PNC’s First-Year Experience Pilot Program represents the best collaborative efforts of faculty, administration, and staff to provide resources for the success of first-year students, and introduce PNC’s General Education curriculum.
Information for Students and Parents
- FYE Overview
- What’s In the Course
- How It Counts
What’s the difference between college and high school? Why do you still have to take courses outside of your major? What’s with all these letters—BABS, ECE, ECET, etc.? What’s the best way to take the courses I need and graduate quickly, and without much debt? How do I pick a major? How do I know my major works for me?
New college students have a lot of questions: the First-Year Experience (FYE) at PNC is designed to provide answers, to help students find their way around the university, get comfortable, and be successful here and beyond.
It’s also a “serious” course: you read challenging things, you write papers, you think, you talk in class.
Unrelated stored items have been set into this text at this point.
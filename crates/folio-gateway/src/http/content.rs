//! Public content endpoints. Published items only; responses carry an ETag
//! and a short `Cache-Control` so repeat polls answer 304.

use std::sync::Arc;

use axum::extract::{Path, Query, State};
use axum::http::{header, HeaderMap, StatusCode};
use axum::response::{IntoResponse, Response};
use axum::Extension;
use folio_content::{ContentStatus, ContentType};
use serde::Deserialize;
use sha2::{Digest, Sha256};

use crate::app::{err_ctx, AppState};
use crate::error::{map_content_error, ApiError};
use crate::request_id::RequestId;

const LIST_MAX_AGE_SECS: u32 = 60;
const BUNDLE_MAX_AGE_SECS: u32 = 300;

#[derive(Deserialize)]
pub struct ListParams {
    #[serde(rename = "type")]
    content_type: Option<String>,
}

/// GET /api/v1/content?type=
pub async fn list_published(
    State(state): State<Arc<AppState>>,
    Extension(request_id): Extension<RequestId>,
    headers: HeaderMap,
    Query(params): Query<ListParams>,
) -> Result<Response, ApiError> {
    let ctx = err_ctx(&state, &request_id);

    let content_type = match params.content_type.as_deref() {
        Some(raw) => Some(
            ContentType::parse(raw).map_err(|e| ApiError::validation(e.to_string(), &ctx))?,
        ),
        None => None,
    };

    let items = state
        .repo
        .find_published(content_type)
        .map_err(|e| map_content_error(e, &ctx))?;
    let body = serde_json::to_string(&serde_json::json!({ "items": items }))
        .map_err(|e| ApiError::internal(e.to_string(), &ctx))?;
    Ok(cached_json(&headers, body, LIST_MAX_AGE_SECS))
}

/// GET /api/v1/content/bundle
pub async fn bundle(
    State(state): State<Arc<AppState>>,
    Extension(request_id): Extension<RequestId>,
    headers: HeaderMap,
) -> Result<Response, ApiError> {
    let ctx = err_ctx(&state, &request_id);

    let bundle = state
        .repo
        .get_bundle()
        .map_err(|e| map_content_error(e, &ctx))?;
    let body = serde_json::to_string(&bundle)
        .map_err(|e| ApiError::internal(e.to_string(), &ctx))?;
    Ok(cached_json(&headers, body, BUNDLE_MAX_AGE_SECS))
}

/// GET /api/v1/content/{type}/{slug} — 404 for anything not published.
pub async fn get_by_slug(
    State(state): State<Arc<AppState>>,
    Extension(request_id): Extension<RequestId>,
    Path((type_str, slug)): Path<(String, String)>,
) -> Result<Response, ApiError> {
    let ctx = err_ctx(&state, &request_id);

    let content_type = ContentType::parse(&type_str)
        .map_err(|e| ApiError::validation(e.to_string(), &ctx))?;
    let item = state
        .repo
        .find_by_slug(content_type, &slug)
        .map_err(|e| map_content_error(e, &ctx))?
        .filter(|item| item.status == ContentStatus::Published)
        .ok_or_else(|| ApiError::not_found(format!("{type_str}/{slug}"), &ctx))?;

    Ok(axum::Json(item).into_response())
}

/// JSON response with a strong ETag; `If-None-Match` hits answer 304.
fn cached_json(request_headers: &HeaderMap, body: String, max_age_secs: u32) -> Response {
    let etag = format!("\"{}\"", hex::encode(Sha256::digest(body.as_bytes())));

    let revalidated = request_headers
        .get(header::IF_NONE_MATCH)
        .and_then(|v| v.to_str().ok())
        .is_some_and(|v| v == etag);
    if revalidated {
        return (
            StatusCode::NOT_MODIFIED,
            [
                (header::ETAG, etag),
                (
                    header::CACHE_CONTROL,
                    format!("public, max-age={max_age_secs}"),
                ),
            ],
        )
            .into_response();
    }

    (
        [
            (header::CONTENT_TYPE, "application/json".to_string()),
            (header::ETAG, etag),
            (
                header::CACHE_CONTROL,
                format!("public, max-age={max_age_secs}"),
            ),
        ],
        body,
    )
        .into_response()
}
You are pressed to be an “active learner,” not simply take what’s served up to you. College is about that.
And it’s an “interdisciplinary” course. Instead of Sociology 100, or another introductory course with a name like “Biology” or “English” or “History” in front of it, you’re taking a course created by professors from different departments who have gotten together to teach. That means you get to see what those different fields offer, how different professors think and what they want from you as a university student.
Who’s the course for?
First-years. All of them. Confident students will find plenty to chew on; less confident students receive plentiful support from the instructional staff. Your success is the point.
What’s in the Course
So what do we actually do in FYE? We provide you with skills for college success, put you in touch with resources on campus, and introduce you to the various parts of the college. We also introduce college-level general education, and specifically address three areas: interdisciplinary study through big questions, critical thinking, and foundations and skills for lifelong learning. The course is built around big questions—three of them, in fact. They are (1) What is the relationship between prosperity and happiness? (2) What is college for? (3) How much does your past determine your future? Each of those questions leads up to a major assignment: a critical journal, an essay, and a group presentation. Other assignments are woven in. The detailed schedule provides much more detail, but here are the big things:
- note taking, reading for comprehension and retention
- weekly schedule
- 4-year graduation plan
- scavenger hunt for university resources
- career investigation/major investigation
- resume and cover letter
- three essay exams, in class
- short online writing assignments—journals and discussions (about one per class)
- critical journal (6 pp.)
- essay (5 pp.)
- group presentation
How does this course count?
FYE counts for General Education credit in all PNC programs of study, and is required in several. It will transfer to many other universities as a humanities/social sciences credit.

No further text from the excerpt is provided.